The rotation parameters for the hand socket are really screwy. When I first attached the socket to the hand joint, its rotation and position were wildly wrong. I tweaked it as much as I could, but it required adjusting the pitch, roll and yaw, so I can't just key in that I needed a 90 degree roll, for example.
Again, I think the way this is normally solved is to create a special joint in the skeleton that you export as part of the .FBX, which Unreal interprets as a socket. That way you can make sure it's right in the modeling program. Unreal was built with Maya in mind, supposedly, and Blender's .FBX export has some issues, so I'm not sure it'll work like I intend. I haven't tried it yet though. More to the point, I had some major issues trying to get the dummy gun model in Blender to stick to the hand like it was supposed to in the first place, so I suspect I'll be fighting Blender more than Unreal.

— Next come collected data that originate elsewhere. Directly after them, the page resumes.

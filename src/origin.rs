use indexmap::IndexSet;
use std::fmt;
use std::sync::Arc;

pub type OriginPredicateFn = dyn Fn(&str) -> bool + Send + Sync;

/// Which request origins the policy accepts.
#[derive(Clone)]
pub enum AllowedOrigins {
    /// Any origin is accepted and answered with `*`.
    Any,
    /// Any origin is accepted and echoed back, so credentials remain usable.
    Reflect,
    /// Exact, case-sensitive membership. Ports and subdomains are distinct origins.
    List(IndexSet<String>),
    /// Per-origin decision delegated to a caller-supplied function.
    Predicate(Arc<OriginPredicateFn>),
}

/// Outcome of matching a request origin against [`AllowedOrigins`].
#[derive(Debug, Clone, Copy, PartialEq, Eq)]
pub enum OriginDecision {
    /// Matched by the wildcard.
    Any,
    /// Matched a specific entry, the predicate, or a reflecting policy.
    Mirror,
    Disallow,
}

impl Default for AllowedOrigins {
    fn default() -> Self {
        Self::List(IndexSet::new())
    }
}

impl AllowedOrigins {
    pub fn any() -> Self {
        Self::Any
    }

    pub fn reflect() -> Self {
        Self::Reflect
    }

    pub fn none() -> Self {
        Self::default()
    }

    pub fn list<I, S>(values: I) -> Self
    where
        I: IntoIterator<Item = S>,
        S: Into<String>,
    {
        Self::List(values.into_iter().map(Into::into).collect())
    }

    pub fn predicate<F>(predicate: F) -> Self
    where
        F: Fn(&str) -> bool + Send + Sync + 'static,
    {
        Self::Predicate(Arc::new(predicate))
    }

    pub fn is_any(&self) -> bool {
        matches!(self, Self::Any)
    }

    pub fn resolve(&self, origin: &str) -> OriginDecision {
        match self {
            Self::Any => OriginDecision::Any,
            Self::Reflect => OriginDecision::Mirror,
            Self::List(values) => {
                if values.contains(origin) {
                    OriginDecision::Mirror
                } else {
                    OriginDecision::Disallow
                }
            }
            Self::Predicate(predicate) => {
                if predicate(origin) {
                    OriginDecision::Mirror
                } else {
                    OriginDecision::Disallow
                }
            }
        }
    }

    /// A wildcard response is identical for every origin, so only the
    /// other variants make the response depend on `Origin`.
    pub fn varies_by_origin(&self) -> bool {
        !self.is_any()
    }
}

impl fmt::Debug for AllowedOrigins {
    fn fmt(&self, f: &mut fmt::Formatter<'_>) -> fmt::Result {
        match self {
            Self::Any => f.write_str("Any"),
            Self::Reflect => f.write_str("Reflect"),
            Self::List(values) => f.debug_tuple("List").field(values).finish(),
            Self::Predicate(_) => f.write_str("Predicate(..)"),
        }
    }
}

#[cfg(test)]
#[path = "origin_test.rs"]
mod origin_test;
use crate::constants::method;
use crate::util::normalize_lower;
use indexmap::IndexSet;

/// Methods advertised in `Access-Control-Allow-Methods`.
///
/// Order follows configuration and duplicates are dropped case-insensitively.
/// The original casing is kept so the header mirrors what the operator wrote.
#[derive(Clone, PartialEq, Eq, Debug)]
pub struct AllowedMethods {
    values: Vec<String>,
}

impl AllowedMethods {
    pub fn list<I, S>(values: I) -> Self
    where
        I: IntoIterator<Item = S>,
        S: Into<String>,
    {
        let mut seen = IndexSet::new();
        let mut deduped = Vec::new();
        for value in values {
            let trimmed = value.into().trim().to_string();
            if trimmed.is_empty() {
                continue;
            }
            if seen.insert(normalize_lower(&trimmed)) {
                deduped.push(trimmed);
            }
        }

        Self { values: deduped }
    }

    pub fn values(&self) -> &[String] {
        &self.values
    }

    pub fn is_empty(&self) -> bool {
        self.values.is_empty()
    }

    pub fn header_value(&self) -> Option<String> {
        if self.values.is_empty() {
            None
        } else {
            Some(self.values.join(", "))
        }
    }
}

impl Default for AllowedMethods {
    fn default() -> Self {
        Self::list([method::GET, method::HEAD, method::POST])
    }
}

#[cfg(test)]
#[path = "allowed_methods_test.rs"]
mod allowed_methods_test;
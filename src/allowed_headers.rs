use crate::util::normalize_lower;
use indexmap::IndexSet;

/// Configuration for the `Access-Control-Allow-Headers` response value.
#[derive(Clone, PartialEq, Eq, Debug, Default)]
pub enum AllowedHeaders {
    List(Vec<String>),
    /// Echo whatever the browser listed in `Access-Control-Request-Headers`.
    #[default]
    MirrorRequest,
}

impl AllowedHeaders {
    pub fn list<I, S>(values: I) -> Self
    where
        I: IntoIterator<Item = S>,
        S: Into<String>,
    {
        let mut seen = IndexSet::new();
        let mut deduped: Vec<String> = Vec::new();
        for value in values {
            let trimmed = value.into().trim().to_string();
            if trimmed.is_empty() {
                continue;
            }
            if seen.insert(normalize_lower(&trimmed)) {
                deduped.push(trimmed);
            }
        }

        Self::List(deduped)
    }

    pub fn mirror_request() -> Self {
        Self::MirrorRequest
    }

    /// Header value for a preflight, given the request's
    /// `Access-Control-Request-Headers` line.
    pub fn header_value(&self, requested: Option<&str>) -> Option<String> {
        match self {
            Self::List(values) if values.is_empty() => None,
            Self::List(values) => Some(values.join(", ")),
            Self::MirrorRequest => requested
                .map(str::trim)
                .filter(|value| !value.is_empty())
                .map(str::to_string),
        }
    }
}

#[cfg(test)]
#[path = "allowed_headers_test.rs"]
mod allowed_headers_test;
use crate::headers::Headers;

/// Headers and status for a preflight the engine answers itself.
#[derive(Debug, Clone)]
pub struct PreflightResult {
    pub headers: Headers,
    pub status: u16,
}

/// Headers to merge into the route handler's response.
#[derive(Debug, Clone)]
pub struct SimpleResult {
    pub headers: Headers,
}

/// Verdict for an origin outside the policy.
///
/// `headers` carries at most `Vary: Origin`. When `short_circuit` is set the
/// handler must not run and the caller answers `403`.
#[derive(Debug, Clone)]
pub struct RejectedResult {
    pub headers: Headers,
    pub short_circuit: bool,
}

/// Overall decision returned by the policy engine.
#[derive(Debug, Clone)]
pub enum CorsDecision {
    /// No `Origin` header; not a CORS request.
    Passthrough,
    Rejected(RejectedResult),
    Preflight(PreflightResult),
    Simple(SimpleResult),
}

impl CorsDecision {
    /// Short label used in request logs.
    pub fn label(&self) -> &'static str {
        match self {
            CorsDecision::Passthrough => "passthrough",
            CorsDecision::Rejected(_) => "rejected",
            CorsDecision::Preflight(_) => "preflight",
            CorsDecision::Simple(_) => "simple",
        }
    }
}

Related to sockets, I haven't figured out yet why they seem to lag behind animation slightly. The "hair" on that model is attached to a socket on the head, and when he runs you can see the hair moving a frame or two behind the rest of the animation. Very strange.
Another bug I haven't figured out yet is shown below, where the aiming reticle in the UI gets placed in an obviously incorrect location when aiming in certain locations. I think it happens when the collision trace from the gun hits nothing and the screen projection defaults to 0,0 or something. Still, in this image I'm clearly aiming at the ground and yet it still happens.

I should probably be asking these things on the Unreal support forums, now that I think about it.